The Fpg-modified alkaline comet assay was performed as described by Xiao et al. [42] with slight modification. Cells with and without treatment were collected, washed with PBS, and suspended in 0.6% low melting point agarose (LMPA) at an appropriate concentration and placed onto slides. Slides were incubated in lysis buffer (100 mM Ethylenediaminetetraacetic acid (EDTA), 2.5 M NaCl, 10 mM, Tris-HCl, 1% Triton-X; pH 10) overnight at 4 °C and equilibrated in enzyme reaction buffer (40 mM HEPES, 0.1 M KCl, 0.6 mM EDTA, 0.2 mg/mL Bovine serum albumin (BSA); pH 8).

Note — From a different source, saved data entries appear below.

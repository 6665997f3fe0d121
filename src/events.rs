use crate::model::Status;
use serde::{Deserialize, Serialize};
use std::fmt;

#[derive(Debug, Clone, Copy, PartialEq, Eq, Serialize, Deserialize)]
#[serde(rename_all = "snake_case")]
pub enum Verdict {
    SuperEffective,
    NotVeryEffective,
    NoEffect,
}

impl Verdict {
    pub fn classify(effectiveness: f64) -> Option<Verdict> {
        if effectiveness == 0.0 {
            Some(Verdict::NoEffect)
        } else if effectiveness > 1.5 {
            Some(Verdict::SuperEffective)
        } else if effectiveness < 0.75 {
            Some(Verdict::NotVeryEffective)
        } else {
            None
        }
    }
}

impl fmt::Display for Verdict {
    fn fmt(&self, f: &mut fmt::Formatter<'_>) -> fmt::Result {
        f.write_str(match self {
            Verdict::SuperEffective => "It's super effective!",
            Verdict::NotVeryEffective => "It's not very effective...",
            Verdict::NoEffect => "It had no effect.",
        })
    }
}

/// One entry of a turn's log.
#[derive(Debug, Clone, PartialEq, Serialize, Deserialize)]
#[serde(tag = "event", rename_all = "snake_case")]
pub enum BattleEvent {
    TurnStart {
        turn: u32,
        first: String,
        second: String,
    },
    StatusDamage {
        status: Status,
        target: String,
        damage: u32,
        hp: u32,
    },
    /// The status kept `target` from acting. `turns_left` is set for sleep.
    StatusSkip {
        status: Status,
        target: String,
        #[serde(default, skip_serializing_if = "Option::is_none")]
        turns_left: Option<u32>,
    },
    /// Paralyzed but moved anyway.
    StatusOvercome { status: Status, target: String },
    /// Woke up or thawed out.
    StatusCleared { status: Status, target: String },
    Heal {
        attacker: String,
        #[serde(rename = "move")]
        move_name: String,
        amount: u32,
        hp: u32,
    },
    MoveMiss {
        attacker: String,
        #[serde(rename = "move")]
        move_name: String,
    },
    Damage {
        attacker: String,
        target: String,
        #[serde(rename = "move")]
        move_name: String,
        damage: u32,
        hp: u32,
        effectiveness: f64,
        #[serde(default, skip_serializing_if = "Option::is_none")]
        verdict: Option<Verdict>,
        critical: bool,
    },
    StatusInflict {
        status: Status,
        target: String,
        from: String,
    },
    StatusImmune {
        status: Status,
        target: String,
        from: String,
    },
    Flinch { target: String, from: String },
    FlinchSkip { target: String },
    Faint { target: String },
}

impl fmt::Display for BattleEvent {
    fn fmt(&self, f: &mut fmt::Formatter<'_>) -> fmt::Result {
        match self {
            BattleEvent::TurnStart { turn, first, .. } => {
                write!(f, "-- turn {turn} ({first} moves first) --")
            }
            BattleEvent::StatusDamage {
                status,
                target,
                damage,
                hp,
            } => write!(f, "{target} is hurt by its {status}! (-{damage}, {hp} HP left)"),
            BattleEvent::StatusSkip {
                status,
                target,
                turns_left,
            } => match (status, turns_left) {
                (Status::Sleep, Some(left)) => {
                    write!(f, "{target} is fast asleep. ({left} turns left)")
                }
                (Status::Paralyze, _) => write!(f, "{target} is fully paralyzed!"),
                (Status::Freeze, _) => write!(f, "{target} is frozen solid!"),
                _ => write!(f, "{target} can't move because of {status}."),
            },
            BattleEvent::StatusOvercome { target, .. } => {
                write!(f, "{target} is paralyzed but moved anyway.")
            }
            BattleEvent::StatusCleared { status, target } => match status {
                Status::Sleep => write!(f, "{target} woke up!"),
                Status::Freeze => write!(f, "{target} thawed out!"),
                _ => write!(f, "{target} recovered from {status}."),
            },
            BattleEvent::Heal {
                attacker,
                move_name,
                amount,
                hp,
            } => write!(f, "{attacker} used {move_name} and restored {amount} HP ({hp})."),
            BattleEvent::MoveMiss {
                attacker,
                move_name,
            } => write!(f, "{attacker} used {move_name}, but it missed!"),
            BattleEvent::Damage {
                attacker,
                target,
                move_name,
                damage,
                hp,
                verdict,
                critical,
                ..
            } => {
                write!(f, "{attacker} used {move_name}! {target} took {damage} ({hp} HP left).")?;
                if *critical {
                    write!(f, " A critical hit!")?;
                }
                if let Some(verdict) = verdict {
                    write!(f, " {verdict}")?;
                }
                Ok(())
            }
            BattleEvent::StatusInflict { status, target, .. } => {
                write!(f, "{target} was afflicted with {status}!")
            }
            BattleEvent::StatusImmune { status, target, .. } => {
                write!(f, "{target} is unaffected by {status}.")
            }
            BattleEvent::Flinch { target, .. } => write!(f, "{target} flinched!"),
            BattleEvent::FlinchSkip { target } => write!(f, "{target} flinched and couldn't move!"),
            BattleEvent::Faint { target } => write!(f, "{target} fainted!"),
        }
    }
}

Then, samples were either treated with 8 U/mL of Fpg (M0240S, NEB, Ipswich, MA, USA) in NEB buffer1 or in buffer1 without Fpg for 30 min at 37 °C. After separating DNA strands in alkaline buffer (0.3 M NaOH, 1 mM EDTA) for 20 min at 30 V and 300 mA, we placed slides in neutralization buffer (0.4 M Tris-HCl; pH 7.5) for 20 min to allow for DNA recondensation. Samples were dried overnight and stained with propidium iodide at 2 µg/mL. Slides were imaged using a Nikon Eclipse at 20X objective, and tail moment was calculated using OpenComet plugin for ImageJ. More than 50 cells were analyzed for each sample and the average tail moment with 95% CI was calculated.